RECORDS FOR THIS TASK »
######

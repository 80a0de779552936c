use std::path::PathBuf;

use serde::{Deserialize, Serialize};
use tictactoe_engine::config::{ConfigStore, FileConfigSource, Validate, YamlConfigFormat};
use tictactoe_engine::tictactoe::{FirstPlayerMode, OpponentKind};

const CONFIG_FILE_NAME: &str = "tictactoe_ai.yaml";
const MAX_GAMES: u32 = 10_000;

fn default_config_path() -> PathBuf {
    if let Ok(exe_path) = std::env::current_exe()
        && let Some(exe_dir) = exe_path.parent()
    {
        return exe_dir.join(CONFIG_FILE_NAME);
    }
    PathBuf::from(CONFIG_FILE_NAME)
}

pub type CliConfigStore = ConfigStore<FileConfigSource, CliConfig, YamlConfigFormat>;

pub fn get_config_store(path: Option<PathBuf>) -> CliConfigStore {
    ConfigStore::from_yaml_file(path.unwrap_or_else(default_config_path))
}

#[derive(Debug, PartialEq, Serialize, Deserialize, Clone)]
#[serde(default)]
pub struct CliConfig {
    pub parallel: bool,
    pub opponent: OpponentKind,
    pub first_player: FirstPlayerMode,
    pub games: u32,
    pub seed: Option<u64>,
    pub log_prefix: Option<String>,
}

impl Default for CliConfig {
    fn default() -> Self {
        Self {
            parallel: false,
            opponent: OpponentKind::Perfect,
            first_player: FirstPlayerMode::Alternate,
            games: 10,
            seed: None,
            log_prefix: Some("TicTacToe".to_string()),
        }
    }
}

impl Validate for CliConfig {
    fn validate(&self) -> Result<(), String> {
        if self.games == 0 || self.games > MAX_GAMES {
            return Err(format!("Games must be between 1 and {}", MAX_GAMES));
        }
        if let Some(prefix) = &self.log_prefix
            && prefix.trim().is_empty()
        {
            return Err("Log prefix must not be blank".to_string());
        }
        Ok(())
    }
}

######

Output every record above exactly as it appears.

ANSWER TO THE PROBLEM »
repository 80a0de779552936c
use std::path::PathBuf;

use serde::{Deserialize, Serialize};
use tictactoe_engine::config::{ConfigStore, FileConfigSource, Validate, YamlConfigFormat};
use tictactoe_engine::tictactoe::{FirstPlayerMode, OpponentKind};

const CONFIG_FILE_NAME: &str = "tictactoe_ai.yaml";
const MAX_GAMES: u32 = 10_000;

fn default_config_path() -> PathBuf {
    if let Ok(exe_path) = std::env::current_exe()
        && let Some(exe_dir) = exe_path.parent()
    {
        return exe_dir.join(CONFIG_FILE_NAME);
    }
    PathBuf::from(CONFIG_FILE_NAME)
}

pub type CliConfigStore = ConfigStore<FileConfigSource, CliConfig, YamlConfigFormat>;

pub fn get_config_store(path: Option<PathBuf>) -> CliConfigStore {
    ConfigStore::from_yaml_file(path.unwrap_or_else(default_config_path))
}

#[derive(Debug, PartialEq, Serialize, Deserialize, Clone)]
#[serde(default)]
pub struct CliConfig {
    pub parallel: bool,
    pub opponent: OpponentKind,
    pub first_player: FirstPlayerMode,
    pub games: u32,
    pub seed: Option<u64>,
    pub log_prefix: Option<String>,
}

impl Default for CliConfig {
    fn default() -> Self {
        Self {
            parallel: false,
            opponent: OpponentKind::Perfect,
            first_player: FirstPlayerMode::Alternate,
            games: 10,
            seed: None,
            log_prefix: Some("TicTacToe".to_string()),
        }
    }
}

impl Validate for CliConfig {
    fn validate(&self) -> Result<(), String> {
        if self.games == 0 || self.games > MAX_GAMES {
            return Err(format!("Games must be between 1 and {}", MAX_GAMES));
        }
        if let Some(prefix) = &self.log_prefix
            && prefix.trim().is_empty()
        {
            return Err("Log prefix must not be blank".to_string());
        }
        Ok(())
    }
}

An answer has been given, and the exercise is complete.